Eva, toute jeune venue, remplace l’une des grévistes. Elle est encadrée et formée par une interne, Simone, jouée par Corine Masiero qui, décidément, mérite bien d’autres rôles que celui du Capitaine Marleau. Elle est ce que ces femmes vont devenir le temps passant – corps malmené, perclus de douleurs à force de gestes épuisants et de charges à porter. Eva, c’est Lucie Charles-Alfred, révélée dans Placés et qui confirme ici un jeu pétillant et habité, prometteur pour les autres rôles que le cinéma ne manquera pas de lui offrir.

Petites mains traite un sujet sérieux sur un ton positif et joyeux. Les actrices qui jouent Violette, Safiatou et Aïssata : Salimata Kamate, Marie-Sohna Condé et Maïmouna Gueye, ont une énergie qui porte le film et elles offrent des moments de pure comédie. Ce sont pourtant des situations dont le réalisateur a entendu parler. Violette vient travailler avec les cheveux teints d’une couleur trop olé-olé et elle est obligée de se rendre chez le coiffeur pour en changer, perdant ainsi sa journée de travail et son salaire. Ou encore, une séquence désopilante dont il serait dommage de révéler le contenu, très charmante et incongrue, dénonce toutefois le caprice d’un client, de ces clients richissimes qui se croient tout permis. Scénario subtil co-écrit avec Hélène Fillières qui nous préserve des scènes plombées et posées au profit de la fantaisie dans un milieu aux codes rigides. Le contraste crée la surprise. Belle idée aussi, au cœur de l’enjeu de la réalisation, que le mode d’action choisi par les femmes de chambre pour se faire entendre des « patrons » : un défilé festif et musical sous les fenêtres du Palace pendant la Fashion Week, sous la houlette de Kool Shen, étonnante incarnation du syndicaliste à barbe en collier et lunettes carrées, porte-voix de ces femmes.
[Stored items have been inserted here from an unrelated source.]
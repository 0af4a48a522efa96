//! Configuration documents served by the study's app config.

use chrono::{DateTime, Utc};
use serde::{Deserialize, Serialize};
use serde_json::{Map, Value};
use std::collections::HashMap;

use tracked_items::TrackedItemsConfig;

use crate::settings::StudyDuration;

// ============================================================================
// References
// ============================================================================

/// An upload schema published for the study.
#[derive(Debug, Clone, PartialEq, Serialize, Deserialize)]
#[serde(rename_all = "camelCase")]
pub struct SchemaReference {
    pub identifier: String,
    #[serde(default, skip_serializing_if = "Option::is_none")]
    pub revision: Option<u32>,
}

impl SchemaReference {
    pub fn new(identifier: impl Into<String>, revision: Option<u32>) -> Self {
        Self {
            identifier: identifier.into(),
            revision,
        }
    }
}

/// A survey published for the study.
#[derive(Debug, Clone, PartialEq, Serialize, Deserialize)]
#[serde(rename_all = "camelCase")]
pub struct SurveyReference {
    pub identifier: String,
    #[serde(default)]
    pub guid: String,
    #[serde(default, skip_serializing_if = "Option::is_none")]
    pub created_on: Option<DateTime<Utc>>,
    #[serde(default, skip_serializing_if = "Option::is_none")]
    pub href: Option<String>,
}

/// A task bundled as a resource file.
#[derive(Debug, Clone, PartialEq, Serialize, Deserialize)]
#[serde(rename_all = "camelCase")]
pub struct ResourceReference {
    pub resource_name: String,
    #[serde(default, skip_serializing_if = "Option::is_none")]
    pub bundle_identifier: Option<String>,
    #[serde(default, skip_serializing_if = "Option::is_none")]
    pub class_type: Option<String>,
}

impl ResourceReference {
    pub fn named(resource_name: impl Into<String>) -> Self {
        Self {
            resource_name: resource_name.into(),
            bundle_identifier: None,
            class_type: None,
        }
    }
}

// ============================================================================
// Activities
// ============================================================================

/// How reports with a given identifier are stored.
#[derive(Debug, Clone, Copy, PartialEq, Eq, Serialize, Deserialize)]
#[serde(rename_all = "camelCase")]
pub enum ReportCategory {
    /// One report per upload
    Timestamp,
    /// A single report that is overwritten
    Singleton,
    /// One report per calendar day
    GroupByDay,
}

/// Display and loading information for one activity.
#[derive(Debug, Clone, PartialEq, Serialize, Deserialize)]
#[serde(rename_all = "camelCase")]
pub struct ActivityInfo {
    pub identifier: String,
    #[serde(default, skip_serializing_if = "Option::is_none")]
    pub title: Option<String>,
    #[serde(default, skip_serializing_if = "Option::is_none")]
    pub subtitle: Option<String>,
    #[serde(default, skip_serializing_if = "Option::is_none")]
    pub detail: Option<String>,
    /// Estimated duration in minutes
    #[serde(rename = "minuteDuration", default, skip_serializing_if = "Option::is_none")]
    pub minute_duration: Option<u32>,
    /// Resource the task is loaded from
    #[serde(default, skip_serializing_if = "Option::is_none")]
    pub resource: Option<ResourceReference>,
    /// Identifier of the task module this activity runs
    #[serde(default, skip_serializing_if = "Option::is_none")]
    pub module_id: Option<String>,
}

impl ActivityInfo {
    pub fn new(identifier: impl Into<String>) -> Self {
        Self {
            identifier: identifier.into(),
            title: None,
            subtitle: None,
            detail: None,
            minute_duration: None,
            resource: None,
            module_id: None,
        }
    }

    /// Activity info that runs the task module of the same name.
    pub fn for_module(task_identifier: &str) -> Self {
        Self {
            module_id: Some(task_identifier.to_string()),
            ..Self::new(task_identifier)
        }
    }

    pub fn estimated_minutes(&self) -> u32 {
        self.minute_duration.unwrap_or(0)
    }

    /// Copy under another identifier.
    pub fn copy_with(&self, identifier: impl Into<String>) -> Self {
        Self {
            identifier: identifier.into(),
            ..self.clone()
        }
    }
}

/// A group of activities scheduled together.
#[derive(Debug, Clone, PartialEq, Serialize, Deserialize)]
#[serde(rename_all = "camelCase")]
pub struct ActivityGroup {
    pub identifier: String,
    #[serde(default, skip_serializing_if = "Option::is_none")]
    pub title: Option<String>,
    #[serde(default, skip_serializing_if = "Option::is_none")]
    pub journey_title: Option<String>,
    #[serde(default, skip_serializing_if = "Option::is_none")]
    pub detail: Option<String>,
    #[serde(default)]
    pub activity_identifiers: Vec<String>,
    #[serde(default, skip_serializing_if = "Option::is_none")]
    pub notification_identifier: Option<String>,
    /// Schedule plan shared by every activity in the group
    #[serde(default, skip_serializing_if = "Option::is_none")]
    pub schedule_plan_guid: Option<String>,
    /// Per-activity schedule guids
    #[serde(default, skip_serializing_if = "Option::is_none")]
    pub activity_guid_map: Option<HashMap<String, String>>,
}

// ============================================================================
// Tasks
// ============================================================================

/// A task definition as registered from client data or a config element.
///
/// Everything besides `identifier` is kept as the raw document.
#[derive(Debug, Clone, PartialEq, Serialize, Deserialize)]
pub struct TaskDefinition {
    pub identifier: String,
    #[serde(flatten)]
    pub properties: Map<String, Value>,
    /// Schema resolved for the activity this copy was requested for
    #[serde(skip)]
    pub schema_info: Option<SchemaReference>,
}

impl TaskDefinition {
    pub fn new(identifier: impl Into<String>) -> Self {
        Self {
            identifier: identifier.into(),
            properties: Map::new(),
            schema_info: None,
        }
    }

    /// Builder: set a property.
    pub fn with_property(mut self, key: impl Into<String>, value: Value) -> Self {
        self.properties.insert(key.into(), value);
        self
    }

    /// The task's `type`, if declared.
    pub fn task_type(&self) -> Option<&str> {
        self.properties.get("type").and_then(Value::as_str)
    }

    /// Copy for an activity identifier with its resolved schema.
    pub fn copy_with(&self, identifier: impl Into<String>, schema_info: Option<SchemaReference>) -> Self {
        Self {
            identifier: identifier.into(),
            properties: self.properties.clone(),
            schema_info,
        }
    }

    /// Decode the task as a tracked-items flow.
    pub fn tracked_items_config(&self) -> tracked_items::Result<TrackedItemsConfig> {
        TrackedItemsConfig::from_value(serde_json::to_value(self)?)
    }
}

/// Where a task is loaded from, in lookup priority order.
#[derive(Debug, Clone, PartialEq)]
pub enum TaskSource {
    /// A registered task definition
    Task(TaskDefinition),
    /// A published survey
    Survey(SurveyReference),
    /// The resource named by the activity info
    Resource(ResourceReference),
    /// A resource named after the activity identifier
    Named(String),
}

// ============================================================================
// App config
// ============================================================================

/// The `clientData` mapping of an app config.
#[derive(Debug, Clone, Default, PartialEq, Serialize, Deserialize)]
#[serde(rename_all = "camelCase")]
pub struct ActivityMapping {
    #[serde(default, skip_serializing_if = "Option::is_none")]
    pub study_duration: Option<StudyDuration>,
    #[serde(default, skip_serializing_if = "Option::is_none")]
    pub uses_v1_legacy_archiving: Option<bool>,
    #[serde(default, skip_serializing_if = "Option::is_none")]
    pub groups: Option<Vec<ActivityGroup>>,
    #[serde(default, skip_serializing_if = "Option::is_none")]
    pub activity_list: Option<Vec<ActivityInfo>>,
    #[serde(default, skip_serializing_if = "Option::is_none")]
    pub tasks: Option<Vec<TaskDefinition>>,
    #[serde(default, skip_serializing_if = "Option::is_none")]
    pub task_to_schema_identifier_map: Option<HashMap<String, String>>,
    #[serde(default, skip_serializing_if = "Option::is_none")]
    pub report_mappings: Option<HashMap<String, ReportCategory>>,
}

/// The app config document fetched for the study.
#[derive(Debug, Clone, Default, PartialEq, Serialize, Deserialize)]
#[serde(rename_all = "camelCase")]
pub struct AppConfig {
    #[serde(default, skip_serializing_if = "Option::is_none")]
    pub client_data: Option<Value>,
    #[serde(default)]
    pub schema_references: Vec<SchemaReference>,
    #[serde(default)]
    pub survey_references: Vec<SurveyReference>,
    /// Config elements by key, each tagged with a `catType`
    #[serde(default)]
    pub config_elements: HashMap<String, Value>,
}

impl AppConfig {
    pub fn from_json(json: &str) -> crate::Result<Self> {
        Ok(serde_json::from_str(json)?)
    }
}

/// Category of a config element.
#[derive(Debug, Clone, PartialEq, Eq, Deserialize)]
#[serde(rename_all = "camelCase")]
pub(crate) enum CategoryType {
    Task,
    #[serde(other)]
    Unsupported,
}

#[derive(Debug, Deserialize)]
#[serde(rename_all = "camelCase")]
pub(crate) struct ConfigElementHeader {
    pub cat_type: CategoryType,
}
Face à ces mères résignées qui enfin se révoltent, Simone, femme au corps cassé est mise à la retraite prématurément, jugée inapte à travailler. Mais encore, c’est la tendresse et l’espoir qui prévalent avec des liens affectifs qui se nouent entre elle et un professeur de claquettes et avec Eva. Eva incarne la jeune génération pour qui rien n’est joué et qui peut, elle, décider de son destin. Eva mais aussi Ali, formidable Abdallah Charki, 1er rôle dans Ma part de Gaulois et bientôt dans la Saison 3 d’Hippocrate. Pour Les Petites Mains qui sort le 1er mai, tous les astres sont alignés pour que le film rencontre un joli succès.